Use of alternating administration of carboplatin and doxorubicin in dogs with microscopic metastases after amputation for appendicular osteosarcoma: 50 cases (1999–2006)

Publication date 15th May 2008
Authors Nicholas J. Bacon, Nicole P. Ehrhart, William S. Dernell, Mary Lafferty, Stephen J. Withrow

Objective

Efficacy and toxicity of alternating carboplatin/doxorubicin chemotherapy protocol in dogs with putative microscopic metastases after amputation for appendicular osteosarcoma; assess patient tumor & treatment-related factors for association with prognosis

Study design

Retrospective case series.

Animals

50 client-owned dogs.

Methods

Records of dogs that underwent amputation for appendicular osteosarcoma and received an alternating carboplatin and doxorubicin chemotherapy protocol were reviewed. Dogs had full staging and were free of detectable metastases prior to chemotherapy. Data on disease-free interval (DFI), survival time, and toxicoses were retrieved from medical records and owner or referring veterinarian communications.

Results

Median DFI was 202 days. Median survival time was 258 days. Twenty-nine (58%) dogs completed the protocol as planned, and the rest were withdrawn typically because of metastases or toxicoses. Grade 3 or 4 myelosuppression was reported in 9 of 50 (18%) dogs and grade 3 or 4 gastrointestinal toxicosis in 6 of 50 (12%) dogs. There were no chemotherapy-related fatalities.

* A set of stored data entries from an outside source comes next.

//! Core types for the GG20 protocol

use crate::primitives::curve;
use crate::{Error, Result};
use k256::{
    ecdsa::{self, signature::hazmat::PrehashVerifier, RecoveryId, VerifyingKey},
    ProjectivePoint,
};
use serde::{Deserialize, Serialize};
use std::collections::BTreeSet;

/// 1-based identifier of a party, stable across DKG and every signing with the key
pub type PartyIndex = u16;

/// Unique identifier for a session
pub type SessionId = [u8; 32];

/// Compressed public key bytes
pub type PublicKey = [u8; 33];

/// Threshold parameters: any `threshold + 1` of `share_count` parties can sign
#[derive(Debug, Clone, Copy, PartialEq, Eq, Serialize, Deserialize)]
pub struct Parameters {
    /// t: minimum number of co-signers minus one
    pub threshold: u16,
    /// n: number of shares issued at DKG
    pub share_count: u16,
}

impl Parameters {
    /// Create validated parameters
    pub fn new(threshold: u16, share_count: u16) -> Result<Self> {
        let params = Self {
            threshold,
            share_count,
        };
        params.validate()?;
        Ok(params)
    }

    /// Check `1 <= t < n`
    pub fn validate(&self) -> Result<()> {
        if self.share_count < 2 {
            return Err(Error::InvalidConfig(
                "At least two parties are required".into(),
            ));
        }
        if self.threshold == 0 {
            // a constant sharing polynomial gives every party the whole key
            return Err(Error::InvalidConfig("Threshold must be at least 1".into()));
        }
        if self.threshold >= self.share_count {
            return Err(Error::InvalidConfig(format!(
                "Threshold {} must be lower than share count {}",
                self.threshold, self.share_count
            )));
        }
        Ok(())
    }

    /// Number of parties a signing session needs
    pub fn signers_required(&self) -> usize {
        usize::from(self.threshold) + 1
    }

    /// Validate a party index against `1..=n`
    pub fn check_index(&self, index: PartyIndex) -> Result<()> {
        if index == 0 || index > self.share_count {
            return Err(Error::InvalidPartyIndex(index));
        }
        Ok(())
    }

    /// Validate a signing set: exactly `t + 1` distinct indices in `1..=n`.
    /// Returns the set sorted.
    pub fn check_signers(&self, signers: &[PartyIndex]) -> Result<Vec<PartyIndex>> {
        let mut seen = BTreeSet::new();
        for &index in signers {
            self.check_index(index)?;
            if !seen.insert(index) {
                return Err(Error::DuplicateParty(index));
            }
        }
        if seen.len() != self.signers_required() {
            return Err(Error::ThresholdNotMet {
                required: self.signers_required(),
                actual: seen.len(),
            });
        }
        Ok(seen.into_iter().collect())
    }
}

/// ECDSA signature (r, s) with recovery id
#[derive(Debug, Clone, PartialEq, Eq, Serialize, Deserialize)]
pub struct Signature {
    /// R component
    #[serde(with = "hex_array")]
    pub r: [u8; 32],
    /// S component (low-s)
    #[serde(with = "hex_array")]
    pub s: [u8; 32],
    /// Recovery ID (0..=3)
    pub recovery_id: u8,
}

impl Signature {
    /// Create a new signature
    pub fn new(r: [u8; 32], s: [u8; 32], recovery_id: u8) -> Self {
        Self { r, s, recovery_id }
    }

    fn to_ecdsa(&self) -> Result<ecdsa::Signature> {
        ecdsa::Signature::from_scalars(
            *k256::FieldBytes::from_slice(&self.r),
            *k256::FieldBytes::from_slice(&self.s),
        )
        .map_err(|_| Error::InvalidSignature)
    }

    /// Convert to DER format
    pub fn to_der(&self) -> Result<Vec<u8>> {
        Ok(self.to_ecdsa()?.to_der().as_bytes().to_vec())
    }

    /// Convert to bytes (r || s)
    pub fn to_bytes(&self) -> [u8; 64] {
        let mut bytes = [0u8; 64];
        bytes[..32].copy_from_slice(&self.r);
        bytes[32..].copy_from_slice(&self.s);
        bytes
    }

    /// Standard ECDSA verification of a 32-byte digest
    pub fn verify(&self, public_key: &ProjectivePoint, digest: &[u8; 32]) -> Result<()> {
        let verifying_key = VerifyingKey::from_affine(public_key.to_affine())
            .map_err(|e| Error::Arithmetic(e.to_string()))?;
        verifying_key
            .verify_prehash(digest, &self.to_ecdsa()?)
            .map_err(|_| Error::InvalidSignature)
    }

    /// Recover the signing public key from the digest and recovery id
    pub fn recover(&self, digest: &[u8; 32]) -> Result<ProjectivePoint> {
        let recovery_id = RecoveryId::from_byte(self.recovery_id).ok_or(Error::InvalidSignature)?;
        let key = VerifyingKey::recover_from_prehash(digest, &self.to_ecdsa()?, recovery_id)
            .map_err(|_| Error::InvalidSignature)?;
        Ok(ProjectivePoint::from(*key.as_affine()))
    }
}

/// Configuration for DKG/signing sessions
#[derive(Debug, Clone, Serialize, Deserialize)]
pub struct SessionConfig {
    /// Session identifier
    pub session_id: SessionId,

    /// Threshold parameters
    pub params: Parameters,

    /// This party's index
    pub party_index: PartyIndex,

    /// Participating party indices (all n for DKG, t+1 for signing)
    pub parties: Vec<PartyIndex>,
}

impl SessionConfig {
    /// Configuration for a DKG session over all `n` parties
    pub fn keygen(
        session_id: SessionId,
        threshold: u16,
        share_count: u16,
        party_index: PartyIndex,
    ) -> Result<Self> {
        let params = Parameters::new(threshold, share_count)?;
        params.check_index(party_index)?;

        Ok(Self {
            session_id,
            params,
            party_index,
            parties: (1..=share_count).collect(),
        })
    }

    /// Configuration for a signing session over `parties`
    pub fn signing(
        session_id: SessionId,
        params: Parameters,
        party_index: PartyIndex,
        parties: &[PartyIndex],
    ) -> Result<Self> {
        params.validate()?;
        let parties = params.check_signers(parties)?;
        if !parties.contains(&party_index) {
            return Err(Error::InvalidPartyIndex(party_index));
        }

        Ok(Self {
            session_id,
            params,
            party_index,
            parties,
        })
    }

    /// All parties except this one
    pub fn peers(&self) -> Vec<PartyIndex> {
        self.parties
            .iter()
            .copied()
            .filter(|&p| p != self.party_index)
            .collect()
    }
}

/// Compressed SEC1 encoding of a point
pub fn encode_public_key(point: &ProjectivePoint) -> Result<PublicKey> {
    curve::point_to_bytes(point)
        .try_into()
        .map_err(|_| Error::Arithmetic("Point at infinity has no compressed encoding".into()))
}

mod hex_array {
    use serde::{Deserialize, Deserializer, Serializer};

    pub fn serialize<S>(bytes: &[u8; 32], serializer: S) -> Result<S::Ok, S::Error>
    where
        S: Serializer,
    {
        serializer.serialize_str(&hex::encode(bytes))
    }

    pub fn deserialize<'de, D>(deserializer: D) -> Result<[u8; 32], D::Error>
    where
        D: Deserializer<'de>,
    {
        let s = String::deserialize(deserializer)?;
        hex::decode(s)
            .map_err(serde::de::Error::custom)?
            .try_into()
            .map_err(|_| serde::de::Error::custom("Invalid length"))
    }
}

Univariate factors associated with significant improvement in DFI included tumor location (radius), receiving doxorubicin as the first drug, starting chemotherapy more than 14 days after amputation, and no rib lesions on preamputation bone scans. Multivariate factors associated with a significant improvement in survival time were tumor location (radius) and completing chemotherapy.

Conclusion

Alternating administration of carboplatin and doxorubicin resulted in DFI and survival time similar to those reported for single-agent protocols. Clients should be counseled regarding the likelihood of toxicoses. Relevance of sequence and timing of starting chemotherapy should be further evaluated.